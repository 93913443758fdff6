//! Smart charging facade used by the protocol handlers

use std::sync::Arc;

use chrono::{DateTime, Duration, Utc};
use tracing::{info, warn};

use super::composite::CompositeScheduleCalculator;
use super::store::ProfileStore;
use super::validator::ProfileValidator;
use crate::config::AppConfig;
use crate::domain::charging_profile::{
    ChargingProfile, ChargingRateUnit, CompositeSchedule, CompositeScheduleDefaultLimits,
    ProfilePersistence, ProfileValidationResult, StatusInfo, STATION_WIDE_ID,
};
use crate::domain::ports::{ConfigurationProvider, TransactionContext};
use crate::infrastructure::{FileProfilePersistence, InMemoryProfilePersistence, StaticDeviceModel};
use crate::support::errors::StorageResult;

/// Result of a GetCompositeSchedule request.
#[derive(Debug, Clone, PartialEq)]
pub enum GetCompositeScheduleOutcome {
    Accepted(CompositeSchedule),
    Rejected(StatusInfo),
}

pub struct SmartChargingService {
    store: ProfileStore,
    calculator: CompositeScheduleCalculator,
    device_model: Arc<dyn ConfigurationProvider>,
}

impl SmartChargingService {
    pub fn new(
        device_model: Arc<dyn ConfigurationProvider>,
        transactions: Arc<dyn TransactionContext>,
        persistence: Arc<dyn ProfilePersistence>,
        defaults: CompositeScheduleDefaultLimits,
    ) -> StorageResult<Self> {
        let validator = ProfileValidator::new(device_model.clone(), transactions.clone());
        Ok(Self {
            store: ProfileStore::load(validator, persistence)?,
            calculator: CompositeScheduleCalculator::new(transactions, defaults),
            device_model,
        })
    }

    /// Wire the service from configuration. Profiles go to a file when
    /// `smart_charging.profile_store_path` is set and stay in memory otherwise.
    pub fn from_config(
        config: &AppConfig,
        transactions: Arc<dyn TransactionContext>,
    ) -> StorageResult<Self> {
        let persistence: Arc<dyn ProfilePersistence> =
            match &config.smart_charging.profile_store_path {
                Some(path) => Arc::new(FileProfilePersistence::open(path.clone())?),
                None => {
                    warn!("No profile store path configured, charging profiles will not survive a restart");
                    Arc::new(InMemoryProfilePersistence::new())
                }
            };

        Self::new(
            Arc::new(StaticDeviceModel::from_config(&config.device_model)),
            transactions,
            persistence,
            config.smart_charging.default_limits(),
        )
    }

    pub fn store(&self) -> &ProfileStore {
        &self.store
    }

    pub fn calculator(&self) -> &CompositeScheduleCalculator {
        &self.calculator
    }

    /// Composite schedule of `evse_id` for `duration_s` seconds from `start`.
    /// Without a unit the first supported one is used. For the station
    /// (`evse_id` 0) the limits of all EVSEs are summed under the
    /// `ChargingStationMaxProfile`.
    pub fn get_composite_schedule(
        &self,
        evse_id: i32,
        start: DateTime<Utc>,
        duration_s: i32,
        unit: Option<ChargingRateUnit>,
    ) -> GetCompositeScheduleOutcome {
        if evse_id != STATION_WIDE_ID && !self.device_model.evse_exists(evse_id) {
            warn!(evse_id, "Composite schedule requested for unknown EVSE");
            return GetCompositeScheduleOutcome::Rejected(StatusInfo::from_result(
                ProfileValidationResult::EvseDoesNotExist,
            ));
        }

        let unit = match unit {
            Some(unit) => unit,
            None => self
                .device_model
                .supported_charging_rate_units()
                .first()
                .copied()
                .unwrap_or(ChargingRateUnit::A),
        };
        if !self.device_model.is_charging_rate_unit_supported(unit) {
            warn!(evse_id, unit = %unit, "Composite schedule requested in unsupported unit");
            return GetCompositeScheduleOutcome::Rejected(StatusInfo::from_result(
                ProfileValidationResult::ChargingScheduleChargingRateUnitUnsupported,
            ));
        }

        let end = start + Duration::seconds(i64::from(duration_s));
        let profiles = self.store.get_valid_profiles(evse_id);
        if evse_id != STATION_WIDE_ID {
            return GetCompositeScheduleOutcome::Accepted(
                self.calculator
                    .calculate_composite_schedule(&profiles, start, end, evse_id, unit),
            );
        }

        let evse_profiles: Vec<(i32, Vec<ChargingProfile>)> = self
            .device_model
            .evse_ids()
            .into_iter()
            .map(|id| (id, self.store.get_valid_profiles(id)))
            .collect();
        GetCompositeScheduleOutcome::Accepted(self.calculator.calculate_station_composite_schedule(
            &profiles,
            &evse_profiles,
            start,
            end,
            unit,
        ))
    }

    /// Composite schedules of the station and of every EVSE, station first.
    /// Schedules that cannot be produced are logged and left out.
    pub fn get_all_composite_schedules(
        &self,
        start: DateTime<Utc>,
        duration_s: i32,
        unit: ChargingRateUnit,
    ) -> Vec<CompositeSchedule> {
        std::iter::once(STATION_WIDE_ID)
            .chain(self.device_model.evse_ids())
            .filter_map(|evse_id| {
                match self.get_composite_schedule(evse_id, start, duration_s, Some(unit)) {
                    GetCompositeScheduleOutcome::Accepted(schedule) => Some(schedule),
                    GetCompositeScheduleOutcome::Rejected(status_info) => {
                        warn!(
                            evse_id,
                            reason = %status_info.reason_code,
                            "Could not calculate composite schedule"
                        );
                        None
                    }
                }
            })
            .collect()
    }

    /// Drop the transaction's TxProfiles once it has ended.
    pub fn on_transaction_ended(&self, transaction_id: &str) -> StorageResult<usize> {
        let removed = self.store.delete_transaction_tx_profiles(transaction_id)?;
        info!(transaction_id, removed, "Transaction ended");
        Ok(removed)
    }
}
····················
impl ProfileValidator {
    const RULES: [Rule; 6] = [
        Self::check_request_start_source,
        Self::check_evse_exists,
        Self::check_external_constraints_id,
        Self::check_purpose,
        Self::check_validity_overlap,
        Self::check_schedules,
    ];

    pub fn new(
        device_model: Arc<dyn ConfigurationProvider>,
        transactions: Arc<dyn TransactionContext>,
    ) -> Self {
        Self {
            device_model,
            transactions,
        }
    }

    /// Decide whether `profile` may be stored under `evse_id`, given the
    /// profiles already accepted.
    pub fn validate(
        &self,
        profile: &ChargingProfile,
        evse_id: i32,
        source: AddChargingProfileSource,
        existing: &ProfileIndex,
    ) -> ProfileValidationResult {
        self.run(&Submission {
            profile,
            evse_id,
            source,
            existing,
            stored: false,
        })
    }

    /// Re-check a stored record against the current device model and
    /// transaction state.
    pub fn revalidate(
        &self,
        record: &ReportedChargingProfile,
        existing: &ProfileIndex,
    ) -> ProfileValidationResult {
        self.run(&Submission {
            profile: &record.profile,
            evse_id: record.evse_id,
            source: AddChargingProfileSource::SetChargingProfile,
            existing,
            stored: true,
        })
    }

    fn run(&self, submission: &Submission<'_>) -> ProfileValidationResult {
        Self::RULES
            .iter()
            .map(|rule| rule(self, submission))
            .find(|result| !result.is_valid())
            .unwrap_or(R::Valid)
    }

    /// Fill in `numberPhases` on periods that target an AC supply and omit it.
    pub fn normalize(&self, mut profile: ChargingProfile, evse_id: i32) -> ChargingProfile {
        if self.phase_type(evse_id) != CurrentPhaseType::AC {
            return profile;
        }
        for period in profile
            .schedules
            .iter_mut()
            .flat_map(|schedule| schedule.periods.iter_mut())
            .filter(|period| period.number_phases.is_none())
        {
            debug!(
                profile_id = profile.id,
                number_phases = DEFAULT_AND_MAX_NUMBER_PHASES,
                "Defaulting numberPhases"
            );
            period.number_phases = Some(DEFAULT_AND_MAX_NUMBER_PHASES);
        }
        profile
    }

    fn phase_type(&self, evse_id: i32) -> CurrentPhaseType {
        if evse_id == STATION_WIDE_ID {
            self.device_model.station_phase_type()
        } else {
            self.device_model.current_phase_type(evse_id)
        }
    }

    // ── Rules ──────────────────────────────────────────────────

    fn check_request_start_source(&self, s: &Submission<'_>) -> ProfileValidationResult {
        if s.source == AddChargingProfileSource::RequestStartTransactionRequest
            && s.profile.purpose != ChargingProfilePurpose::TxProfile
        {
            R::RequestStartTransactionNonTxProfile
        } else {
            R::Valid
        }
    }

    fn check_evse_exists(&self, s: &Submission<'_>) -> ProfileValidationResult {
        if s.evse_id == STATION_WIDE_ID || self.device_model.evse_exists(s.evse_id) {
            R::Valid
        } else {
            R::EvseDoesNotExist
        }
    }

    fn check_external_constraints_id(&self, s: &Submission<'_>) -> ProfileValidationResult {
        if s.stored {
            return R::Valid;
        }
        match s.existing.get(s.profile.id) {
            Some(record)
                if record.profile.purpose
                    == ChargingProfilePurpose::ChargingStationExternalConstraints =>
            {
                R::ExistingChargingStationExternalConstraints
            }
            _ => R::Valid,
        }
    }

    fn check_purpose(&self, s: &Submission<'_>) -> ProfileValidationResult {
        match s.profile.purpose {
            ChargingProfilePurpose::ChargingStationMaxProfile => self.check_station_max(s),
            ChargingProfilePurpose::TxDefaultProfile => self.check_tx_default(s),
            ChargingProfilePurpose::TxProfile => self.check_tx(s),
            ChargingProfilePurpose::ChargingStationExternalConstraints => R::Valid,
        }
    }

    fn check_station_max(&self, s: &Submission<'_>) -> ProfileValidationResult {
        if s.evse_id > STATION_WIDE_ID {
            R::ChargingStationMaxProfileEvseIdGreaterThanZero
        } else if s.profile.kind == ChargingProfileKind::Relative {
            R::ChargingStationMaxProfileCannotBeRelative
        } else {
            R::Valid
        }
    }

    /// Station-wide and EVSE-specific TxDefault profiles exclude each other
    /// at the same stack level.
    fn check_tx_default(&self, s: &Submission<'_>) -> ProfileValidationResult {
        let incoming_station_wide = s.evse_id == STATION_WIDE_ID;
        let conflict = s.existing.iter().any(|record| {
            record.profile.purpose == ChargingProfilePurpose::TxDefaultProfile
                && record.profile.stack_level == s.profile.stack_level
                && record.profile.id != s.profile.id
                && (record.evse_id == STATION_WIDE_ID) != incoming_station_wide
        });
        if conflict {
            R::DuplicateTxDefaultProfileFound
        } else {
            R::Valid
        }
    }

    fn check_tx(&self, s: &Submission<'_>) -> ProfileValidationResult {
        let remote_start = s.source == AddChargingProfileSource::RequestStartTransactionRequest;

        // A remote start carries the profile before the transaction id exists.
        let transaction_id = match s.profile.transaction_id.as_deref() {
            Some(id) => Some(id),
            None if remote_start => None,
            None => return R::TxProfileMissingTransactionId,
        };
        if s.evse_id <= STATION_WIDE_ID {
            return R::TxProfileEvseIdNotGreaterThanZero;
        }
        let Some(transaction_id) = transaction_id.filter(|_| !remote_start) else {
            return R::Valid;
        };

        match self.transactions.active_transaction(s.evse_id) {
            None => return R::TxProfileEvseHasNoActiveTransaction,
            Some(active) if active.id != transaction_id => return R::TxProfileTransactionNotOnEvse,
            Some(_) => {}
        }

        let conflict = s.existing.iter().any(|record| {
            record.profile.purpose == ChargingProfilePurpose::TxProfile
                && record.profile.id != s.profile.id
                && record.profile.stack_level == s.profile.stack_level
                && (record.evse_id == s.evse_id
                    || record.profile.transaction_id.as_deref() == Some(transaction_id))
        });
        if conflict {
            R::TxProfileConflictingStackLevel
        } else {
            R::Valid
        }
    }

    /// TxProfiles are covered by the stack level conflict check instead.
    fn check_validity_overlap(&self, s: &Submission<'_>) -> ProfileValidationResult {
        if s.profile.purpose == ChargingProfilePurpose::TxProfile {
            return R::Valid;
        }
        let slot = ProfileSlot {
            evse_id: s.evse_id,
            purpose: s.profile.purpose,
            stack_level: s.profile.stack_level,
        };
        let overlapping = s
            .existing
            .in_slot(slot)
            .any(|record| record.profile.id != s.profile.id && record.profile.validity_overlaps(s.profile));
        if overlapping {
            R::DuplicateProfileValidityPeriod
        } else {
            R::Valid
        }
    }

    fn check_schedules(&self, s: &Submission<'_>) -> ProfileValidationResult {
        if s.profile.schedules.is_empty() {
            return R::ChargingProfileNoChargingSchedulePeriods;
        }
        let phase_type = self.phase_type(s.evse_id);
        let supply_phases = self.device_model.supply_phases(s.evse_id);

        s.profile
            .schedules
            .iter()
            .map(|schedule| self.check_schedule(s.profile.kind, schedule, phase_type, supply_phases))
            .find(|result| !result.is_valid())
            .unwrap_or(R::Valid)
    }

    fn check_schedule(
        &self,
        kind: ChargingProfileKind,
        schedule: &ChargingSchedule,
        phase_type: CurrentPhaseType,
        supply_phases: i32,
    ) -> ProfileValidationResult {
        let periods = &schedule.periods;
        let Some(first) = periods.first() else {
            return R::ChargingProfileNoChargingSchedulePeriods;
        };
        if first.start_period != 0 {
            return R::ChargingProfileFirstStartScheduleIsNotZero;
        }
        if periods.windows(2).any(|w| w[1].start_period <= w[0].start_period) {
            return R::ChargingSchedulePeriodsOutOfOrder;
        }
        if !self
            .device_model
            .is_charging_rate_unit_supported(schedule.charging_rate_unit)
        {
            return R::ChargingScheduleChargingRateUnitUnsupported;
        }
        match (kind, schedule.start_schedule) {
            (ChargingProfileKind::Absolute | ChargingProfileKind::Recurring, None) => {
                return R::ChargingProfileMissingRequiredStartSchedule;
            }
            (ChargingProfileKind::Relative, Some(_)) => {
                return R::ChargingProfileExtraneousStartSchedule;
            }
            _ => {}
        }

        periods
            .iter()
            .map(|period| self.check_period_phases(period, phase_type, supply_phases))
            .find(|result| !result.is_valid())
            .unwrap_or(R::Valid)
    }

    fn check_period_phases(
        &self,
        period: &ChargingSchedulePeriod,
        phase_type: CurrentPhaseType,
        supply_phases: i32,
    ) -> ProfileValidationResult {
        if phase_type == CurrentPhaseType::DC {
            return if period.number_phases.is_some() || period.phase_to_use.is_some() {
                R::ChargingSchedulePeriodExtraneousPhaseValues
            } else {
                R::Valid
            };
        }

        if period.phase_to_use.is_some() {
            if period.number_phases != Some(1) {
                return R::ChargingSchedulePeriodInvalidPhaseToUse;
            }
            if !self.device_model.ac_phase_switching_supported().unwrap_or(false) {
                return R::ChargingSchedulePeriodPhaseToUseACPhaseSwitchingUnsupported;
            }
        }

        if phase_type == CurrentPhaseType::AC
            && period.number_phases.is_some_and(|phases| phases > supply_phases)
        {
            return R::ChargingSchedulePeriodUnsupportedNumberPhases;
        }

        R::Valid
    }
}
····················
▶ [WHAT THIS TASK INVOLVES] Scan the records above and report how many lines include the word "defaults", without any other text.

▶ [ANSWER TO THIS TASK] 2